The effects exerted by adenosine A1 and A2 receptor agonists and antagonists on the acute opiate withdrawal induced by morphine were investigated in vitro. Following a 4 min in vitro exposure to morphine, the guinea-pig isolated ileum exhibited a strong contracture after the addition of naloxone. The P1 adenosine receptor agonist, adenosine, was able to reduce dose-dependently naloxone-precipitaded withdrawal. The same effect was induced by the adenosine A1 receptor agonist, N6-Cyclopentyladenosine (CPA) whereas the selective adenosine A2A receptor agonist CGS 21680 increased the naloxone-precipitated withdrawal phenomenon. Dipyridamole, a blocker of adenosine reuptake, induced a significant reduction of morphine dependence.
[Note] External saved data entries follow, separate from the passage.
pub mod config;
pub mod errors;
pub mod install;

pub use errors::{ApplicationError, DomainError, InterfaceError};
pub use install::{Installation, OAuthState, TeamId, UserId, OAUTH_STATE_TTL_MINUTES};
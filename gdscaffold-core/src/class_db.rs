//! Class registration bookkeeping for one loaded library.
//!
//! The module initializer registers classes here while a level is being
//! initialized. When the host tears that level down, every class recorded at
//! it is unregistered again, newest first, so a reload never sees leftovers.

use crate::error::ClassDbError;
use crate::level::ModuleInitializationLevel;

/// A class the extension exposes to the engine.
pub trait GodotClass {
    const CLASS_NAME: &'static str;
    const PARENT_CLASS_NAME: &'static str;
}

/// How a class is exposed to the engine.
#[derive(Clone, Copy, Debug, PartialEq, Eq)]
pub enum ClassKind {
    /// Instantiable from scripts and the editor.
    Concrete,
    /// Instantiable, with virtual methods scripts may override.
    Virtual,
    /// Cannot be instantiated; only a base for other classes.
    Abstract,
    /// Instantiable, but its code only runs in game, never in the editor.
    Runtime,
}

#[derive(Clone, Debug, PartialEq, Eq)]
pub struct ClassRecord {
    pub name: &'static str,
    pub parent: &'static str,
    pub kind: ClassKind,
    pub level: ModuleInitializationLevel,
}

#[derive(Debug, Default)]
pub struct ClassDb {
    current_level: Option<ModuleInitializationLevel>,
    classes: Vec<ClassRecord>,
}

impl ClassDb {
    pub fn new() -> Self {
        Self::default()
    }

    pub fn register_class<T: GodotClass>(&mut self) -> Result<(), ClassDbError> {
        self.register(T::CLASS_NAME, T::PARENT_CLASS_NAME, ClassKind::Concrete)
    }

    pub fn register_virtual_class<T: GodotClass>(&mut self) -> Result<(), ClassDbError> {
        self.register(T::CLASS_NAME, T::PARENT_CLASS_NAME, ClassKind::Virtual)
    }

    pub fn register_abstract_class<T: GodotClass>(&mut self) -> Result<(), ClassDbError> {
        self.register(T::CLASS_NAME, T::PARENT_CLASS_NAME, ClassKind::Abstract)
    }

    pub fn register_runtime_class<T: GodotClass>(&mut self) -> Result<(), ClassDbError> {
        self.register(T::CLASS_NAME, T::PARENT_CLASS_NAME, ClassKind::Runtime)
    }

    fn register(
        &mut self,
        name: &'static str,
        parent: &'static str,
        kind: ClassKind,
    ) -> Result<(), ClassDbError> {
        let Some(level) = self.current_level else {
            return Err(ClassDbError::NotInitializing(name));
        };

        if let Some(existing) = self.classes.iter().find(|c| c.name == name) {
            return Err(ClassDbError::AlreadyRegistered { name, level: existing.level });
        }

        log::debug!("register {:?} class {} : {} at level {}", kind, name, parent, level);
        self.classes.push(ClassRecord { name, parent, kind, level });
        Ok(())
    }

    /// Marks `level` as the one currently being (de)initialized.
    pub(crate) fn enter_level(&mut self, level: ModuleInitializationLevel) {
        self.current_level = Some(level);
    }

    /// Unregisters everything recorded at `level`, newest first.
    ///
    /// Returns the removed class names in removal order.
    pub fn deinitialize(&mut self, level: ModuleInitializationLevel) -> Vec<&'static str> {
        let mut removed = Vec::new();
        while let Some(pos) = self.classes.iter().rposition(|c| c.level == level) {
            let record = self.classes.remove(pos);
            log::debug!("unregister class {} at level {}", record.name, level);
            removed.push(record.name);
        }
        removed
    }

    pub fn current_level(&self) -> Option<ModuleInitializationLevel> {
        self.current_level
    }

    pub fn is_registered(&self, name: &str) -> bool {
        self.classes.iter().any(|c| c.name == name)
    }

    pub fn classes(&self) -> impl Iterator<Item = &ClassRecord> {
        self.classes.iter()
    }

    pub fn len(&self) -> usize {
        self.classes.len()
    }

    pub fn is_empty(&self) -> bool {
        self.classes.is_empty()
    }
}
//! The binding object the entry point builds from the host's handles.
//!
//! The host calls the library's entry point once per load with a resolver, a
//! library handle and an initialization record to fill in. [`InitObject`]
//! collects the module callbacks, checks the host, and writes the record.
//! Everything one load needs afterwards lives in a boxed [`LoadedLibrary`]
//! that rides along as the record's `userdata`; the host hands it back on
//! every lifecycle call and it is released once the lowest level it saw
//! initialized has been deinitialized again.

use std::ffi::c_void;
use std::panic::{catch_unwind, AssertUnwindSafe};
use std::sync::atomic::{AtomicUsize, Ordering};

use gdscaffold_sys::{
    GDExtensionClassLibraryPtr, GDExtensionInitialization, GDExtensionInitializationLevel,
    GDExtensionInterfaceGetProcAddress,
};

use crate::class_db::ClassDb;
use crate::config::extension_config::ExtensionConfig;
use crate::error::BindingError;
use crate::interface::{HostInterface, HostPrinter};
use crate::level::ModuleInitializationLevel;
use crate::logger::Logger;

/// Module lifecycle callback. Invoked once per initialization level.
pub type ModuleCallback = fn(ModuleInitializationLevel, &mut ClassDb);

/// Builds and hands over the per-load state.
pub struct InitObject {
    get_proc_address: GDExtensionInterfaceGetProcAddress,
    library: GDExtensionClassLibraryPtr,
    initialization: *mut GDExtensionInitialization,
    initializer: Option<ModuleCallback>,
    terminator: Option<ModuleCallback>,
    minimum_level: ModuleInitializationLevel,
    config: ExtensionConfig,
}

impl InitObject {
    /// Wraps the three handles the host passed to the entry point.
    ///
    /// Nothing is dereferenced here; the handles are only checked and used
    /// in [`InitObject::try_init`].
    pub fn new(
        get_proc_address: GDExtensionInterfaceGetProcAddress,
        library: GDExtensionClassLibraryPtr,
        initialization: *mut GDExtensionInitialization,
    ) -> Self {
        Self {
            get_proc_address,
            library,
            initialization,
            initializer: None,
            terminator: None,
            minimum_level: ModuleInitializationLevel::Core,
            config: ExtensionConfig::default(),
        }
    }

    pub fn register_initializer(&mut self, initializer: ModuleCallback) {
        self.initializer = Some(initializer);
    }

    pub fn register_terminator(&mut self, terminator: ModuleCallback) {
        self.terminator = Some(terminator);
    }

    pub fn set_minimum_library_initialization_level(&mut self, level: ModuleInitializationLevel) {
        self.minimum_level = level;
    }

    pub fn set_config(&mut self, config: ExtensionConfig) {
        self.config = config;
    }

    /// Checks the host and fills in the initialization record.
    ///
    /// This is the value to return from the entry point: `false` tells the
    /// host to unload the library.
    pub fn init(self) -> bool {
        self.try_init().is_ok()
    }

    /// Same as [`InitObject::init`], keeping the failure reason.
    ///
    /// Failures are reported to the host through `print_error` as soon as it
    /// is resolved, and to stderr before that. The record is only written on
    /// success.
    pub fn try_init(self) -> Result<(), BindingError> {
        // SAFETY: the resolver came straight from the host's entry point call.
        let printer = match unsafe { HostPrinter::resolve(self.get_proc_address) } {
            Ok(printer) => printer,
            Err(e) => {
                eprintln!("[{}] GDExtension init failed: {}", self.config.extension_name(), e);
                return Err(e);
            }
        };

        self.finish(printer).map_err(|e| {
            let message = format!("GDExtension init failed: {}", e);
            log::debug!("{}", message);
            printer.error(&message, "InitObject::try_init", file!(), line!());
            e
        })
    }

    fn finish(self, printer: HostPrinter) -> Result<(), BindingError> {
        let initializer = self.initializer.ok_or(BindingError::MissingInitializer)?;
        if self.initialization.is_null() {
            return Err(BindingError::NullInitialization);
        }

        // SAFETY: as in `try_init`.
        let interface = unsafe { HostInterface::load(self.get_proc_address, printer)? };

        if let Some(logger_config) = self.config.logger_config() {
            let name = self.config.extension_name();
            Logger::init_logging(name, logger_config.clone(), Some(printer));
        }
        log::info!(
            "{} loading into {} (minimum level {})",
            self.config.extension_name(),
            interface.godot_version(),
            self.minimum_level
        );

        let loaded = Box::new(LoadedLibrary {
            interface,
            library: self.library,
            initializer,
            terminator: self.terminator,
            minimum_level: self.minimum_level,
            lowest_initialized: None,
            class_db: ClassDb::new(),
        });
        LIVE_LOADS.fetch_add(1, Ordering::SeqCst);

        // SAFETY: non-null, and the host guarantees it points at a record it owns.
        unsafe {
            *self.initialization = GDExtensionInitialization {
                minimum_initialization_level: self.minimum_level.as_raw(),
                userdata: Box::into_raw(loaded).cast::<c_void>(),
                initialize: Some(initialize_level),
                deinitialize: Some(deinitialize_level),
            };
        }
        Ok(())
    }
}

static LIVE_LOADS: AtomicUsize = AtomicUsize::new(0);

/// Number of loads whose state the host has not released yet.
pub fn live_loads() -> usize {
    LIVE_LOADS.load(Ordering::SeqCst)
}

/// State of one load, owned by the host through `userdata`.
pub struct LoadedLibrary {
    interface: HostInterface,
    library: GDExtensionClassLibraryPtr,
    initializer: ModuleCallback,
    terminator: Option<ModuleCallback>,
    minimum_level: ModuleInitializationLevel,
    lowest_initialized: Option<ModuleInitializationLevel>,
    class_db: ClassDb,
}

impl LoadedLibrary {
    pub fn interface(&self) -> &HostInterface {
        &self.interface
    }

    /// Library token the host identifies this extension by.
    pub fn library(&self) -> GDExtensionClassLibraryPtr {
        self.library
    }

    pub fn minimum_level(&self) -> ModuleInitializationLevel {
        self.minimum_level
    }

    pub fn class_db(&self) -> &ClassDb {
        &self.class_db
    }

    fn initialize(&mut self, level: ModuleInitializationLevel) {
        self.lowest_initialized = Some(self.lowest_initialized.map_or(level, |l| l.min(level)));
        self.class_db.enter_level(level);
        let initializer = self.initializer;
        guarded("initializer", level, || initializer(level, &mut self.class_db));
    }

    /// Returns `true` once the lowest initialized level has been torn down.
    ///
    /// A load at engine startup walks down to `Core`; a load while the
    /// engine runs (editor, hot reload) only walks down to the minimum level.
    fn deinitialize(&mut self, level: ModuleInitializationLevel) -> bool {
        self.class_db.enter_level(level);
        if let Some(terminator) = self.terminator {
            guarded("terminator", level, || terminator(level, &mut self.class_db));
        }
        self.class_db.deinitialize(level);
        self.lowest_initialized.map_or(true, |lowest| level <= lowest)
    }
}

impl Drop for LoadedLibrary {
    fn drop(&mut self) {
        LIVE_LOADS.fetch_sub(1, Ordering::SeqCst);
    }
}

fn guarded(what: &str, level: ModuleInitializationLevel, f: impl FnOnce()) {
    if catch_unwind(AssertUnwindSafe(f)).is_err() {
        log::error!("module {} panicked at level {}", what, level);
    }
}

fn decode_level(raw: GDExtensionInitializationLevel) -> Option<ModuleInitializationLevel> {
    match ModuleInitializationLevel::try_from(raw) {
        Ok(level) => Some(level),
        Err(e) => {
            log::warn!("ignoring lifecycle call: {}", e);
            None
        }
    }
}

unsafe extern "C" fn initialize_level(
    userdata: *mut c_void,
    level: GDExtensionInitializationLevel,
) {
    if userdata.is_null() {
        return;
    }
    let Some(level) = decode_level(level) else {
        return;
    };
    let loaded = &mut *userdata.cast::<LoadedLibrary>();
    log::debug!("initialize level {}", level);
    loaded.initialize(level);
}

unsafe extern "C" fn deinitialize_level(
    userdata: *mut c_void,
    level: GDExtensionInitializationLevel,
) {
    if userdata.is_null() {
        return;
    }
    let Some(level) = decode_level(level) else {
        return;
    };
    let loaded = &mut *userdata.cast::<LoadedLibrary>();
    log::debug!("deinitialize level {}", level);

    if loaded.deinitialize(level) {
        log::debug!("releasing library state after level {}", level);
        drop(Box::from_raw(userdata.cast::<LoadedLibrary>()));
    }
}

/// Borrows the per-load state behind a `userdata` pointer the binding wrote.
///
/// # Safety
/// `userdata` must come from a record filled by [`InitObject::try_init`],
/// and its lowest initialized level must not have been deinitialized yet.
pub unsafe fn loaded_library<'a>(userdata: *mut c_void) -> Option<&'a LoadedLibrary> {
    userdata.cast::<LoadedLibrary>().as_ref()
}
Caffeine, an adenosine receptor antagonist, significantly increased the naloxone-precipitated withdrawal effect in a concentration dependent manner. The same effect was observed with 8-phenyltheophylline (8PT), an A1 adenosine receptor antagonist, whereas 3,7-dimethyl-1-propargylxanthine (DMPX), an A2 adenosine receptor antagonist, reduced the naloxone-precipitated withdrawal phenomenon. The results of our experiments indicate that both A1 and A2 adenosine receptor agonists and antagonists are able to influence opiate withdrawal in vitro, suggesting an important functional interaction between the adenosine receptors and opioid withdrawal.